Most of these children had a history of travel to a country where measles is common and circulating. The most recent case did not have a reported travel history, but investigators are still working to determine how transmission may have occurred.
All cases are in the Twin Cities area. The children have been as young as two years old to children in their early teens, and just over a third are pre-teen. Seven children were hospitalized for treatment of measles.
Minnesota’s 13 cases are several times greater than the number of cases the state sees in a typical year. The higher number of cases prompted health officials to alert health care providers to watch for signs of measles in their patients, especially those with recent travel to areas where the virus is circulating.
The possibility that the most recent case could indicate that measles is spreading in the community prompted health officials today to urge parents to make sure their children are up to date on their childhood immunizations, which include the measles-mumps-rubella (MMR) vaccine.
“The measles virus is highly contagious and very successful at finding people who are unvaccinated, even within groups of people who may be vaccinated,” said Dr. Ruth Lynfield, State Epidemiologist. “Measles can be a very serious disease, causing hospitalizations and sometimes death. That’s why it’s so important to maintain high vaccination rates for measles.”
The MMR vaccine is safe and highly effective against measles, according to Jennifer Heath, immunizations program coordinator for MDH. Because the virus itself is so contagious, Heath said, an overall vaccination rate of at least 90% in our communities is needed to keep the virus from causing large outbreaks. Minnesota saw a 3% drop in school-age immunizations during the pandemic due largely to people not getting in for routine well-child-care visits.
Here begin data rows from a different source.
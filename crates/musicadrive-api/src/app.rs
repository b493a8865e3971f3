//! Application builder — wires repositories, services, and state into a
//! running Axum server.

use std::sync::Arc;

use sqlx::PgPool;

use musicadrive_auth::jwt::decoder::JwtDecoder;
use musicadrive_auth::jwt::encoder::JwtEncoder;
use musicadrive_auth::password::PasswordHasher;
use musicadrive_core::config::AppConfig;
use musicadrive_core::error::AppError;
use musicadrive_database::repositories::categoria::CategoriaRepository;
use musicadrive_database::repositories::pasta::PastaRepository;
use musicadrive_database::repositories::pedido::PedidoRepository;
use musicadrive_database::repositories::user::UserRepository;
use musicadrive_service::{
    AuthService, CatalogoService, CategoriaService, PedidoService, RelatorioService, UserService,
};

use crate::router::build_router;
use crate::state::AppState;

/// Construct the shared application state from config and a database pool.
pub fn build_state(config: AppConfig, db_pool: PgPool) -> AppState {
    let pasta_repo = Arc::new(PastaRepository::new(db_pool.clone()));
    let pedido_repo = Arc::new(PedidoRepository::new(db_pool.clone()));
    let categoria_repo = Arc::new(CategoriaRepository::new(db_pool.clone()));
    let user_repo = Arc::new(UserRepository::new(db_pool.clone()));

    let password_hasher = Arc::new(PasswordHasher::new());
    let jwt_encoder = Arc::new(JwtEncoder::new(&config.auth));
    let jwt_decoder = Arc::new(JwtDecoder::new(&config.auth));

    let auth_service = Arc::new(AuthService::new(
        Arc::clone(&user_repo),
        Arc::clone(&password_hasher),
        Arc::clone(&jwt_encoder),
    ));
    let catalogo_service = Arc::new(CatalogoService::new(Arc::clone(&pasta_repo)));
    let categoria_service = Arc::new(CategoriaService::new(Arc::clone(&categoria_repo)));
    let pedido_service = Arc::new(PedidoService::new(
        Arc::clone(&pedido_repo),
        Arc::clone(&pasta_repo),
    ));
    let relatorio_service = Arc::new(RelatorioService::new(Arc::clone(&pedido_repo)));
    let user_service = Arc::new(UserService::new(
        Arc::clone(&user_repo),
        Arc::clone(&password_hasher),
        config.auth.password_min_length,
    ));

    AppState {
        config: Arc::new(config),
        db_pool,
        jwt_decoder,
        auth_service,
        catalogo_service,
        categoria_service,
        pedido_service,
        relatorio_service,
        user_service,
    }
}

/// Runs the MusicaDrive server with the given configuration and pool.
pub async fn run_server(config: AppConfig, db_pool: PgPool) -> Result<(), AppError> {
    let addr = config.server.bind_address();
    let state = build_state(config, db_pool);
    let app = build_router(state);

    let listener = tokio::net::TcpListener::bind(&addr)
        .await
        .map_err(|e| AppError::internal(format!("Failed to bind {addr}: {e}")))?;

    tracing::info!("MusicaDrive server listening on {addr}");

    axum::serve(listener, app)
        .with_graceful_shutdown(shutdown_signal())
        .await
        .map_err(|e| AppError::internal(format!("Server error: {e}")))?;

    Ok(())
}

async fn shutdown_signal() {
    let _ = tokio::signal::ctrl_c().await;
    tracing::info!("Shutdown signal received");
}
//! JWT claims structure used in access and refresh tokens.

use chrono::Utc;
use serde::{Deserialize, Serialize};
use uuid::Uuid;

use musicadrive_entity::user::UserRole;

/// JWT claims payload embedded in every token.
#[derive(Debug, Clone, Serialize, Deserialize)]
pub struct Claims {
    /// Subject — the staff user ID.
    pub sub: Uuid,
    /// Staff role at the time of token issuance.
    pub role: UserRole,
    /// Display name for convenience.
    pub name: String,
    /// Issued-at timestamp (seconds since epoch).
    pub iat: i64,
    /// Expiration timestamp (seconds since epoch).
    pub exp: i64,
    /// Token type: "access" or "refresh".
    pub token_type: TokenType,
}

/// Distinguishes access tokens from refresh tokens.
#[derive(Debug, Clone, Copy, Serialize, Deserialize, PartialEq, Eq)]
#[serde(rename_all = "snake_case")]
pub enum TokenType {
    /// Short-lived access token for API requests.
    Access,
    /// Long-lived refresh token for obtaining new access tokens.
    Refresh,
}

impl Claims {
    /// Returns the user ID from the subject claim.
    pub fn user_id(&self) -> Uuid {
        self.sub
    }

    /// Checks whether this token has expired.
    pub fn is_expired(&self) -> bool {
        Utc::now().timestamp() >= self.exp
    }
}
“Even a small drop in the immunization coverage rate means there are thousands more children who could be vulnerable to disease because they are not vaccinated,” Heath said. “If the coverage rate in a setting like a childcare or school is significantly less than 85 or 90 percent, that’s an outbreak waiting to happen,” she added.
Overall, the risk to the general public from these cases is low, because most Minnesotans are vaccinated for measles through routine immunizations required for school attendance. Most of the children involved were isolated when symptoms started, so exposures were limited to health care and family settings. However, it just takes one case of travel-associated measles passing it to someone else in the community who is not vaccinated to start an outbreak in a community with lower vaccination rates, Lynfield said.
Any case of measles causes concern for health officials. Measles spreads easily by coughing, talking, or being in the same room with someone who has measles. Initial symptoms of measles include a high fever, cough, runny nose, and watery eyes followed by a rash that typically spreads from the head to the rest of the body. It generally takes 8 to 12 days from exposure to someone with measles to the first symptom, which is usually fever. The measles rash usually appears two to three days after the fever begins. If you have symptoms of measles, call your doctor or clinic and they will let you know if you need to come in for a visit.
Measles was declared eliminated in the U.S. in 2000, but it is still common in other parts of the world. In a typical year, Minnesota sees one to four cases of measles, generally in people who traveled to countries where measles is more common.
There are measles outbreaks occurring in many countries around the world and measles is common in other countries, so it is important for anyone from the U.S. traveling overseas to be vaccinated or have immunity against measles. in 2018, there were more than 140,000 measles deaths globally, mostly among children under the age of five.
“We need to maintain our high vaccination rates to make sure measles does not make a comeback in Minnesota,” said Margaret Roddy, section manager for vaccine preventable disease at MDH. “As long as there is measles somewhere in the world and people travel, the risk to Minnesota remains. The measles vaccine is safe and effective. Without it, the risk of disease is real.”
The best way to prevent measles is through vaccination. Children should receive two doses of MMR vaccine: The first at 12 to 15 months of age, and the second at 4 to 6 years of age. Children 6 to 12 months should get an early dose of MMR vaccine if they are traveling to a country where measles is common. For all ages, it is important to talk to your doctor if you are going to be traveling to another country. Your doctor can check to make sure you and your family are up to date on your immunizations and make sure you do not need any other immunizations.